In PDF mode, with delete selected text on PDF, you select text on PDF view and delete the section.  The text will be deleted from the text view and the text on PDF will be struck through.  This is handy if you want to delete header or footer on the PDF text.  Split word search is to find words split when PDF file was created, such as interest- ing due to line break.

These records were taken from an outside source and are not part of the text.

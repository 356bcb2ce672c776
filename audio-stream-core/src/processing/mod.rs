pub mod buffer_view;
pub mod mixer;
pub mod ring_buffer;
pub mod waveform;
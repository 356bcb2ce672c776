use thiserror::Error;

/// Errors surfaced by the control plane (subsystem and stream controllers).
///
/// Real-time callbacks never produce these; they report through
/// [`StreamSignal`](crate::traits::driver::StreamSignal) instead.
#[derive(Debug, Error, Clone, PartialEq, Eq)]
pub enum StreamError {
    /// The driver's global initialization failed. Terminal for the subsystem:
    /// initialization is never retried.
    #[error("audio driver initialization failed: {0}")]
    InitializationFailure(String),

    #[error("device unavailable: {0}")]
    DeviceUnavailable(String),

    #[error("invalid argument: {0}")]
    InvalidArgument(String),

    #[error("must be called from the thread that created the audio subsystem")]
    ThreadViolation,
}

/// Errors reported by a driver binding.
#[derive(Debug, Error, Clone, PartialEq, Eq)]
pub enum DriverError {
    #[error("initialize failed: {0}")]
    Initialize(String),

    #[error("device enumeration failed: {0}")]
    Enumeration(String),

    #[error("no device with global index {0}")]
    InvalidDevice(usize),

    #[error("open stream failed: {0}")]
    OpenStream(String),

    #[error("start stream failed: {0}")]
    StartStream(String),

    #[error("stop stream failed: {0}")]
    StopStream(String),
}

impl From<DriverError> for StreamError {
    fn from(err: DriverError) -> Self {
        match err {
            DriverError::Initialize(msg) => StreamError::InitializationFailure(msg),
            other => StreamError::DeviceUnavailable(other.to_string()),
        }
    }
}
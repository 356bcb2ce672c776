//! Scripted in-memory [`AudioDriver`].
//!
//! Records every driver call, can be told to fail, and keeps each stream's
//! callback around after close so tests can fire it the way a late driver
//! thread would.

use std::sync::Arc;

use parking_lot::Mutex;

use crate::models::device::{DeviceDescriptor, HostApiId, HostApiInfo};
use crate::models::error::DriverError;
use crate::processing::buffer_view::{InputBuffer, OutputBuffer};
use crate::traits::driver::{
    AudioDriver, ChannelParameters, DriverStream, StreamCallback, StreamParameters, StreamSignal,
};

/// One call made against the mock, in order.
#[derive(Debug, Clone, PartialEq, Eq)]
pub enum DriverCall {
    Initialize,
    Terminate,
    Open(usize),
    Start(usize),
    Stop(usize),
    Close(usize),
}

struct StreamRecord {
    params: StreamParameters,
    callback: Arc<Mutex<Box<dyn StreamCallback>>>,
    open: bool,
    running: bool,
}

struct MockState {
    host_apis: Vec<HostApiInfo>,
    devices: Vec<DeviceDescriptor>,
    default_host_api: HostApiId,
    initialize_error: Option<String>,
    open_error: Option<String>,
    start_error: Option<String>,
    calls: Vec<DriverCall>,
    streams: Vec<StreamRecord>,
}

/// Cloning yields another handle onto the same scripted driver.
#[derive(Clone)]
pub struct MockDriver {
    state: Arc<Mutex<MockState>>,
}

impl MockDriver {
    /// Two host APIs:
    ///
    /// - `Mock Host` (default): `Mock Microphone` (2 in), `Mock Speakers`
    ///   (2 out), `Mock Headset` (1 in, 1 out)
    /// - `Other Host`: a second `Mock Microphone` (1 in)
    pub fn new() -> Self {
        let primary = HostApiId(0);
        let other = HostApiId(1);
        let devices = vec![
            mock_device(primary, 0, 0, "Mock Microphone", 2, 0, 48000.0),
            mock_device(primary, 1, 1, "Mock Speakers", 0, 2, 48000.0),
            mock_device(primary, 2, 2, "Mock Headset", 1, 1, 44100.0),
            mock_device(other, 0, 3, "Mock Microphone", 1, 0, 44100.0),
        ];
        let host_apis = vec![
            HostApiInfo {
                id: primary,
                name: "Mock Host".into(),
                device_count: 3,
                default_input_device: Some(0),
                default_output_device: Some(1),
            },
            HostApiInfo {
                id: other,
                name: "Other Host".into(),
                device_count: 1,
                default_input_device: Some(3),
                default_output_device: None,
            },
        ];
        Self::with_devices(host_apis, devices, primary)
    }

    pub fn with_devices(
        host_apis: Vec<HostApiInfo>,
        devices: Vec<DeviceDescriptor>,
        default_host_api: HostApiId,
    ) -> Self {
        Self {
            state: Arc::new(Mutex::new(MockState {
                host_apis,
                devices,
                default_host_api,
                initialize_error: None,
                open_error: None,
                start_error: None,
                calls: Vec::new(),
                streams: Vec::new(),
            })),
        }
    }

    pub fn fail_initialize(&self, message: &str) {
        self.state.lock().initialize_error = Some(message.to_string());
    }

    /// Every later `open_stream` fails until [`clear_failures`](Self::clear_failures).
    pub fn fail_open(&self, message: &str) {
        self.state.lock().open_error = Some(message.to_string());
    }

    pub fn fail_start(&self, message: &str) {
        self.state.lock().start_error = Some(message.to_string());
    }

    pub fn clear_failures(&self) {
        let mut state = self.state.lock();
        state.initialize_error = None;
        state.open_error = None;
        state.start_error = None;
    }

    /// Replace the device list, as if hardware had been plugged in or removed.
    pub fn set_devices(&self, devices: Vec<DeviceDescriptor>) {
        self.state.lock().devices = devices;
    }

    pub fn device(&self, global_index: usize) -> Option<DeviceDescriptor> {
        self.state.lock().devices.get(global_index).cloned()
    }

    pub fn calls(&self) -> Vec<DriverCall> {
        self.state.lock().calls.clone()
    }

    pub fn count_calls(&self, matches: impl Fn(&DriverCall) -> bool) -> usize {
        self.state.lock().calls.iter().filter(|call| matches(call)).count()
    }

    pub fn open_count(&self) -> usize {
        self.count_calls(|call| matches!(call, DriverCall::Open(_)))
    }

    pub fn close_count(&self) -> usize {
        self.count_calls(|call| matches!(call, DriverCall::Close(_)))
    }

    /// Streams opened and not yet closed.
    pub fn open_streams(&self) -> usize {
        self.state.lock().streams.iter().filter(|s| s.open).count()
    }

    /// Id of the most recently opened stream.
    pub fn last_stream(&self) -> Option<usize> {
        self.state.lock().streams.len().checked_sub(1)
    }

    pub fn stream_parameters(&self, stream: usize) -> Option<StreamParameters> {
        self.state.lock().streams.get(stream).map(|s| s.params)
    }

    pub fn is_running(&self, stream: usize) -> bool {
        self.state
            .lock()
            .streams
            .get(stream)
            .map(|s| s.running)
            .unwrap_or(false)
    }

    /// Invoke a stream's callback with `input` and `output`, as the driver thread would.
    ///
    /// Works on closed streams too. Returns `None` for an unknown stream id.
    pub fn fire(&self, stream: usize, input: &[f32], output: &mut [f32]) -> Option<StreamSignal> {
        let (params, callback) = {
            let state = self.state.lock();
            let record = state.streams.get(stream)?;
            (record.params, Arc::clone(&record.callback))
        };
        let mut callback = callback.lock();
        Some(callback.on_audio_buffer(
            InputBuffer::new(input, params.input_channels()),
            OutputBuffer::new(output, params.output_channels()),
        ))
    }

    fn check_channels(
        devices: &[DeviceDescriptor],
        params: Option<ChannelParameters>,
        available: impl Fn(&DeviceDescriptor) -> u16,
    ) -> Result<(), DriverError> {
        let Some(params) = params else {
            return Ok(());
        };
        let device = devices
            .get(params.device)
            .ok_or(DriverError::InvalidDevice(params.device))?;
        if params.channel_count == 0 || params.channel_count > available(device) {
            return Err(DriverError::OpenStream(format!(
                "{} channels not supported by {}",
                params.channel_count, device.name
            )));
        }
        Ok(())
    }
}

impl Default for MockDriver {
    fn default() -> Self {
        Self::new()
    }
}

impl AudioDriver for MockDriver {
    type Stream = MockStream;

    fn initialize(&self) -> Result<(), DriverError> {
        let mut state = self.state.lock();
        state.calls.push(DriverCall::Initialize);
        match &state.initialize_error {
            Some(message) => Err(DriverError::Initialize(message.clone())),
            None => Ok(()),
        }
    }

    fn terminate(&self) {
        self.state.lock().calls.push(DriverCall::Terminate);
    }

    fn host_apis(&self) -> Result<Vec<HostApiInfo>, DriverError> {
        Ok(self.state.lock().host_apis.clone())
    }

    fn default_host_api(&self) -> Result<HostApiId, DriverError> {
        Ok(self.state.lock().default_host_api)
    }

    fn devices(&self) -> Result<Vec<DeviceDescriptor>, DriverError> {
        Ok(self.state.lock().devices.clone())
    }

    fn open_stream(
        &self,
        params: &StreamParameters,
        callback: Box<dyn StreamCallback>,
    ) -> Result<MockStream, DriverError> {
        let mut state = self.state.lock();
        if let Some(message) = &state.open_error {
            return Err(DriverError::OpenStream(message.clone()));
        }
        if params.input.is_none() && params.output.is_none() {
            return Err(DriverError::OpenStream("stream has no direction".into()));
        }
        Self::check_channels(&state.devices, params.input, |d| d.max_input_channels)?;
        Self::check_channels(&state.devices, params.output, |d| d.max_output_channels)?;

        let id = state.streams.len();
        state.streams.push(StreamRecord {
            params: *params,
            callback: Arc::new(Mutex::new(callback)),
            open: true,
            running: false,
        });
        state.calls.push(DriverCall::Open(id));
        Ok(MockStream {
            id,
            state: Arc::clone(&self.state),
        })
    }
}

/// Handle returned by [`MockDriver::open_stream`].
pub struct MockStream {
    id: usize,
    state: Arc<Mutex<MockState>>,
}

impl MockStream {
    pub fn id(&self) -> usize {
        self.id
    }
}

impl DriverStream for MockStream {
    fn start(&mut self) -> Result<(), DriverError> {
        let mut state = self.state.lock();
        if let Some(message) = &state.start_error {
            return Err(DriverError::StartStream(message.clone()));
        }
        state.calls.push(DriverCall::Start(self.id));
        state.streams[self.id].running = true;
        Ok(())
    }

    fn stop(&mut self) -> Result<(), DriverError> {
        let mut state = self.state.lock();
        state.calls.push(DriverCall::Stop(self.id));
        state.streams[self.id].running = false;
        Ok(())
    }

    fn close(self) -> Result<(), DriverError> {
        let mut state = self.state.lock();
        state.calls.push(DriverCall::Close(self.id));
        let record = &mut state.streams[self.id];
        record.running = false;
        record.open = false;
        Ok(())
    }
}

fn mock_device(
    host_api: HostApiId,
    host_api_device_index: usize,
    global_device_index: usize,
    name: &str,
    inputs: u16,
    outputs: u16,
    sample_rate: f64,
) -> DeviceDescriptor {
    DeviceDescriptor {
        host_api,
        host_api_device_index,
        global_device_index,
        name: name.to_string(),
        max_input_channels: inputs,
        max_output_channels: outputs,
        default_sample_rate: sample_rate,
        default_low_input_latency: if inputs > 0 { 0.01 } else { 0.0 },
        default_low_output_latency: if outputs > 0 { 0.01 } else { 0.0 },
        default_high_input_latency: if inputs > 0 { 0.1 } else { 0.0 },
        default_high_output_latency: if outputs > 0 { 0.1 } else { 0.0 },
    }
}

#[cfg(test)]
mod tests {
    use super::*;

    struct Echo;

    impl StreamCallback for Echo {
        fn on_audio_buffer(&mut self, input: InputBuffer<'_>, mut output: OutputBuffer<'_>) -> StreamSignal {
            output.interleaved_mut().copy_from_slice(input.interleaved());
            StreamSignal::Continue
        }
    }

    fn duplex() -> StreamParameters {
        StreamParameters {
            input: Some(ChannelParameters {
                device: 2,
                channel_count: 1,
                suggested_latency: 0.01,
            }),
            output: Some(ChannelParameters {
                device: 2,
                channel_count: 1,
                suggested_latency: 0.01,
            }),
            sample_rate: 44100,
            frames_per_period: 4,
        }
    }

    #[test]
    fn records_stream_lifecycle() {
        let driver = MockDriver::new();
        let mut stream = driver.open_stream(&duplex(), Box::new(Echo)).unwrap();
        stream.start().unwrap();
        assert!(driver.is_running(0));
        stream.stop().unwrap();
        stream.close().unwrap();

        assert_eq!(
            driver.calls(),
            vec![
                DriverCall::Open(0),
                DriverCall::Start(0),
                DriverCall::Stop(0),
                DriverCall::Close(0)
            ]
        );
        assert_eq!(driver.open_streams(), 0);
    }

    #[test]
    fn fire_runs_the_stored_callback() {
        let driver = MockDriver::new();
        let _stream = driver.open_stream(&duplex(), Box::new(Echo)).unwrap();
        let mut out = [0.0f32; 3];
        let signal = driver.fire(0, &[0.1, 0.2, 0.3], &mut out);
        assert_eq!(signal, Some(StreamSignal::Continue));
        assert_eq!(out, [0.1, 0.2, 0.3]);
        assert_eq!(driver.fire(7, &[], &mut []), None);
    }

    #[test]
    fn rejects_unsupported_channel_counts() {
        let driver = MockDriver::new();
        let mut params = duplex();
        params.output = None;
        params.input = Some(ChannelParameters {
            device: 1,
            channel_count: 1,
            suggested_latency: 0.0,
        });
        assert!(matches!(
            driver.open_stream(&params, Box::new(Echo)),
            Err(DriverError::OpenStream(_))
        ));
    }

    #[test]
    fn scripted_failures() {
        let driver = MockDriver::new();
        driver.fail_initialize("no backend");
        assert_eq!(
            driver.initialize(),
            Err(DriverError::Initialize("no backend".into()))
        );
        driver.fail_open("busy");
        assert!(driver.open_stream(&duplex(), Box::new(Echo)).is_err());
        driver.clear_failures();
        assert!(driver.open_stream(&duplex(), Box::new(Echo)).is_ok());
    }
}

In Web mode, you can open web files (not just drag&drop) and clear the page to allow you drag&drop another file.  Web history is what you usually see in a browser, though it's limited.  You can see the source of the page and make changes to it (you can see the result of the change).

Overall, it has regex search/replace.


The information on the site is still based on the previous beta.  I probably won't update it until I'm certain the features are set.  But if you try and wonder how a function works, please feel free to contact me.  Also any bug report is welcome.  

Monday, September 28, 2009

CasualPConc 0.7 and a new application

I made a few changes and fixed a few bugs on CasualPConc, a simple parallel concordancer for Mac OS X.  It is a little more stable now.  I also worked on the documentation.  Now it covers most of the features.

A new application is based on CasualPConc.  When I first released CasualPConc, someone asked if I would make it to handle more than two corpora.  This is kind of my answer to that.  CasualMultiPConc has limited features, but it can handle up to 5 parallel corpora. 

This new application simply does kwic concordance of up to 5 parallel corpora.  The future of this application is up to users (if there's any).  I don't have any experience in parallel corpus analysis and I don't need to use it right now, so I'm not even sure how well this works.  I only use small corpora to test it.  If you are interested in testing it, any feedback is welcome.  This one is also for Mac OS X 10.5 Leopard or later, though I only tested it on 10.6 Snow Leopard.

This application and CasualPConc are only on English site (Main Site link on the right).  Both of them are under Other Applications.